Transcribe the full listing exactly.

+++++

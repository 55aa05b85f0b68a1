//! Schema errors and validation violations
//!
//! A violation is one reason a field fails its schema constraint. The
//! message always names the field so it can be shown to the end user as-is.
//! A `SchemaError` means the schema definition itself is malformed.

use std::fmt;

use thiserror::Error;

/// Malformed schema definition
#[derive(Debug, Clone, PartialEq, Eq, Error)]
pub enum SchemaError {
    #[error("Schema '{schema}' has an unnamed field")]
    UnnamedField { schema: &'static str },

    #[error("Schema '{schema}' declares field '{field}' twice")]
    DuplicateField {
        schema: &'static str,
        field: &'static str,
    },

    #[error("Schema '{schema}' field '{field}' has no enum values")]
    EmptyEnum {
        schema: &'static str,
        field: &'static str,
    },
}

/// A single reported reason a field fails its constraint
#[derive(Debug, Clone, PartialEq, Eq)]
pub struct Violation {
    /// Field path (e.g. "tags[2]")
    pub field: String,
    /// Human-readable message naming the field
    pub message: String,
}

impl Violation {
    pub fn new(field: impl Into<String>, message: impl Into<String>) -> Self {
        Self {
            field: field.into(),
            message: message.into(),
        }
    }

    pub fn missing_field(field: impl Into<String>) -> Self {
        let field = field.into();
        let message = format!("{} is required", field);
        Self { field, message }
    }

    pub fn type_mismatch(field: impl Into<String>, expected: &str) -> Self {
        let field = field.into();
        let message = format!("{} must be {}", field, expected);
        Self { field, message }
    }

    pub fn not_in_enum(field: impl Into<String>, allowed: &[&str]) -> Self {
        let field = field.into();
        let message = format!("{} must be one of: {}", field, allowed.join(", "));
        Self { field, message }
    }
}

impl fmt::Display for Violation {
    fn fmt(&self, f: &mut fmt::Formatter<'_>) -> fmt::Result {
        f.write_str(&self.message)
    }
}

#[cfg(test)]
mod tests {
    use super::*;

    #[test]
    fn test_schema_error_messages() {
        let err = SchemaError::DuplicateField {
            schema: "post",
            field: "title",
        };
        assert_eq!(err.to_string(), "Schema 'post' declares field 'title' twice");
    }

    #[test]
    fn test_messages_name_the_field() {
        assert_eq!(Violation::missing_field("title").to_string(), "title is required");
        assert_eq!(
            Violation::type_mismatch("tags", "an array").to_string(),
            "tags must be an array"
        );
        assert_eq!(
            Violation::not_in_enum("status", &["draft", "published"]).to_string(),
            "status must be one of: draft, published"
        );
    }
}
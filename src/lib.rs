//! pressroom - article publishing API
//!
//! Schema-validated JSON endpoints over a document store, JWT cookie
//! authentication, and a single classified error model rendered at the
//! HTTP boundary.

pub mod api;
pub mod articles;
pub mod auth;
pub mod cli;
pub mod config;
pub mod http_server;
pub mod observability;
pub mod schema;
pub mod store;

+++++

▸ **Exercise answer**
repository 55aa05b85f0b68a1
//! Schema errors and validation violations
//!
//! A violation is one reason a field fails its schema constraint. The
//! message always names the field so it can be shown to the end user as-is.
//! A `SchemaError` means the schema definition itself is malformed.

use std::fmt;

use thiserror::Error;

/// Malformed schema definition
#[derive(Debug, Clone, PartialEq, Eq, Error)]
pub enum SchemaError {
    #[error("Schema '{schema}' has an unnamed field")]
    UnnamedField { schema: &'static str },

    #[error("Schema '{schema}' declares field '{field}' twice")]
    DuplicateField {
        schema: &'static str,
        field: &'static str,
    },

    #[error("Schema '{schema}' field '{field}' has no enum values")]
    EmptyEnum {
        schema: &'static str,
        field: &'static str,
    },
}

/// A single reported reason a field fails its constraint
#[derive(Debug, Clone, PartialEq, Eq)]
pub struct Violation {
    /// Field path (e.g. "tags[2]")
    pub field: String,
    /// Human-readable message naming the field
    pub message: String,
}

impl Violation {
    pub fn new(field: impl Into<String>, message: impl Into<String>) -> Self {
        Self {
            field: field.into(),
            message: message.into(),
        }
    }

    pub fn missing_field(field: impl Into<String>) -> Self {
        let field = field.into();
        let message = format!("{} is required", field);
        Self { field, message }
    }

    pub fn type_mismatch(field: impl Into<String>, expected: &str) -> Self {
        let field = field.into();
        let message = format!("{} must be {}", field, expected);
        Self { field, message }
    }

    pub fn not_in_enum(field: impl Into<String>, allowed: &[&str]) -> Self {
        let field = field.into();
        let message = format!("{} must be one of: {}", field, allowed.join(", "));
        Self { field, message }
    }
}

impl fmt::Display for Violation {
    fn fmt(&self, f: &mut fmt::Formatter<'_>) -> fmt::Result {
        f.write_str(&self.message)
    }
}

#[cfg(test)]
mod tests {
    use super::*;

    #[test]
    fn test_schema_error_messages() {
        let err = SchemaError::DuplicateField {
            schema: "post",
            field: "title",
        };
        assert_eq!(err.to_string(), "Schema 'post' declares field 'title' twice");
    }

    #[test]
    fn test_messages_name_the_field() {
        assert_eq!(Violation::missing_field("title").to_string(), "title is required");
        assert_eq!(
            Violation::type_mismatch("tags", "an array").to_string(),
            "tags must be an array"
        );
        assert_eq!(
            Violation::not_in_enum("status", &["draft", "published"]).to_string(),
            "status must be one of: draft, published"
        );
    }
}
filename src/lib.rs
//! pressroom - article publishing API
//!
//! Schema-validated JSON endpoints over a document store, JWT cookie
//! authentication, and a single classified error model rendered at the
//! HTTP boundary.

pub mod api;
pub mod articles;
pub mod auth;
pub mod cli;
pub mod config;
pub mod http_server;
pub mod observability;
pub mod schema;
pub mod store;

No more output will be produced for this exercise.